TASK INSTRUCTIONS -
From the data, copy out every line in which the word "recorded" appears.
-- EXTRACTED MATERIAL follows --
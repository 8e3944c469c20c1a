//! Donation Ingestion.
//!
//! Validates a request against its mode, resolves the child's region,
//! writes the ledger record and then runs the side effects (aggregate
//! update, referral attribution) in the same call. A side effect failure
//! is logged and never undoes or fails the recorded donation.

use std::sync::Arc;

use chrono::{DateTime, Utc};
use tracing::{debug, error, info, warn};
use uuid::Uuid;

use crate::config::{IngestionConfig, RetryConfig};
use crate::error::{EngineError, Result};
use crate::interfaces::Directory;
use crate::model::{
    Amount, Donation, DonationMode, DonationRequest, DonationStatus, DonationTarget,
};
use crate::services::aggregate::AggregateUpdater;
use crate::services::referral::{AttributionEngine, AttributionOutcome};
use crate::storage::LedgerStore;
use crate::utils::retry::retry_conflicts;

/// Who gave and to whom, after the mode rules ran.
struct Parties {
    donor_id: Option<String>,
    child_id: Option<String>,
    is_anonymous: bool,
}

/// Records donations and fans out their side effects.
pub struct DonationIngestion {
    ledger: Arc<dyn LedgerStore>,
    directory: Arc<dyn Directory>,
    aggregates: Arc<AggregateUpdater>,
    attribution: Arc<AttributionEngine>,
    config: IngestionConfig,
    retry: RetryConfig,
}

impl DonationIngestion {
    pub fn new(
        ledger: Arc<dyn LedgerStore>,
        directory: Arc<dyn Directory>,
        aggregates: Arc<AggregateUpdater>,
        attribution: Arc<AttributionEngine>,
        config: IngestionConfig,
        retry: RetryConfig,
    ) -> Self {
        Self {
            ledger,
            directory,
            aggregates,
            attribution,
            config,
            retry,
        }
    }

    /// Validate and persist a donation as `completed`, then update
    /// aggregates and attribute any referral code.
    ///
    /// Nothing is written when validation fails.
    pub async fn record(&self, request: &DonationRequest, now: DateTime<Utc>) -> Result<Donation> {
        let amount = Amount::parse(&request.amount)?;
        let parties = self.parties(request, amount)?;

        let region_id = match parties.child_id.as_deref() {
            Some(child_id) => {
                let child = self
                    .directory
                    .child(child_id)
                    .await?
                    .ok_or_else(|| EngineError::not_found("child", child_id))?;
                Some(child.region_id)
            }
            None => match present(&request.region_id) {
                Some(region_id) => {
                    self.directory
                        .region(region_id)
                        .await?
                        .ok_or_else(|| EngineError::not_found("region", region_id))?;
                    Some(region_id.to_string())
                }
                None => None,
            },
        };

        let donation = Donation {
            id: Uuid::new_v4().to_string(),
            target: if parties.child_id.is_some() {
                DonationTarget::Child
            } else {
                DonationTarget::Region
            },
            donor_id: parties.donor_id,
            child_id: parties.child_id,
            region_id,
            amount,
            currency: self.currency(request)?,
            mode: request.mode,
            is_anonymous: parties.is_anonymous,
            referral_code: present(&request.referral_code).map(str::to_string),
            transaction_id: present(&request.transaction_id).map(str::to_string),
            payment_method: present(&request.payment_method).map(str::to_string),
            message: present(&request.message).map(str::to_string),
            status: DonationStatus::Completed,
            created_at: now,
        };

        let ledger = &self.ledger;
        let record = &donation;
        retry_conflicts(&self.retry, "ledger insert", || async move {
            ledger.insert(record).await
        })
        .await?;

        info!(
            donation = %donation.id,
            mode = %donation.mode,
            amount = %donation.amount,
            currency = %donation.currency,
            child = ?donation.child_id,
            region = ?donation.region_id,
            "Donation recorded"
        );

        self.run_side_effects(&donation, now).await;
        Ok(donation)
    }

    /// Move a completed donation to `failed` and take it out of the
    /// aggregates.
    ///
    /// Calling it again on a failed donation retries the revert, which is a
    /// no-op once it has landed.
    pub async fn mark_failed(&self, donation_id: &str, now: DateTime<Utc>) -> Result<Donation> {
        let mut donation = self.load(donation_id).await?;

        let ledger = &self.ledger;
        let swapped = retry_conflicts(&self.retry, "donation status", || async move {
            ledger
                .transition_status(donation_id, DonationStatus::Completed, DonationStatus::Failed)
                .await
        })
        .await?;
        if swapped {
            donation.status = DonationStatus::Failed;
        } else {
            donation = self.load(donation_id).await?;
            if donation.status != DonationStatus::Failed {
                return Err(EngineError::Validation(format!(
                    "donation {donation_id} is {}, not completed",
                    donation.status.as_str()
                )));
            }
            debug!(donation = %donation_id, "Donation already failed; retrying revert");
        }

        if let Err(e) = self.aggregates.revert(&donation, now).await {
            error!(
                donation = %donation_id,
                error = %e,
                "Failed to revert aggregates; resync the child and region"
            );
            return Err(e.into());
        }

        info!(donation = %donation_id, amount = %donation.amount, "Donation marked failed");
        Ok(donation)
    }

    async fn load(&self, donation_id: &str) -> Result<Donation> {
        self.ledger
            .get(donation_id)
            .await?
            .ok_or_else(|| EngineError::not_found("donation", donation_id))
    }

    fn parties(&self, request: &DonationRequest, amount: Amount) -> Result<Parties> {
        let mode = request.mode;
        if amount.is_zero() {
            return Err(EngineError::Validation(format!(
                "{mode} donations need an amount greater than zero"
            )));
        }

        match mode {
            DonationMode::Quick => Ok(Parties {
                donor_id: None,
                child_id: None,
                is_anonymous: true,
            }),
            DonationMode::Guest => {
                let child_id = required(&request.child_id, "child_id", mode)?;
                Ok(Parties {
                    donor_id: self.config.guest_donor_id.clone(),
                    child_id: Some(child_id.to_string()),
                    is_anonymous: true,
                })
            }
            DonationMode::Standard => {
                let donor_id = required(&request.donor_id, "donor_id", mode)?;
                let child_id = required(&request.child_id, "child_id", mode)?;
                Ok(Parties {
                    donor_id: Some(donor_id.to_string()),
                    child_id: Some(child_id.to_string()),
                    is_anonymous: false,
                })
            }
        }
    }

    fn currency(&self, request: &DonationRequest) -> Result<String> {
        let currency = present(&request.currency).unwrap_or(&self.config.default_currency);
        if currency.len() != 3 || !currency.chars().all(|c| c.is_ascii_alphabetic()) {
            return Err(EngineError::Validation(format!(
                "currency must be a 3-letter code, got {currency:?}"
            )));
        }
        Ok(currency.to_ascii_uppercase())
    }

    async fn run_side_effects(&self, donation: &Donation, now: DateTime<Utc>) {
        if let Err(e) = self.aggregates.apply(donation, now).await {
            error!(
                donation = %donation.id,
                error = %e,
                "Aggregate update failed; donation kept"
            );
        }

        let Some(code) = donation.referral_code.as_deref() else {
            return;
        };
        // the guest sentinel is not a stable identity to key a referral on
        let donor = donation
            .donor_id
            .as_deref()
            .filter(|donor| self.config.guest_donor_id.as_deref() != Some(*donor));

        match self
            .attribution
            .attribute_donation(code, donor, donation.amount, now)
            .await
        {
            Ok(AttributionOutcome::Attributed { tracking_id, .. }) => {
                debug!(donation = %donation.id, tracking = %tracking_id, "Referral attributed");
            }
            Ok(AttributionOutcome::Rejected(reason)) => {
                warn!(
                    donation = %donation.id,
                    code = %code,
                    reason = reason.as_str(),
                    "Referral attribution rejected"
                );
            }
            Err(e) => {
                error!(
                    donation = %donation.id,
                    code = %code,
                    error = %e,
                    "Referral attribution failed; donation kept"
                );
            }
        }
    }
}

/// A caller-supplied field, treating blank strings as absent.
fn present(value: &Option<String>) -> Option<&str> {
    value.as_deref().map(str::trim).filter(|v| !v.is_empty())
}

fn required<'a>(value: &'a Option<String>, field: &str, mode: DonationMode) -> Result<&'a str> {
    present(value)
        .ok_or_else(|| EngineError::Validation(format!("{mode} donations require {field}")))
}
-- EXTRACTED MATERIAL concluded --
TASK RESULT -
//! is logged and never undoes or fails the recorded donation.
            "Donation recorded"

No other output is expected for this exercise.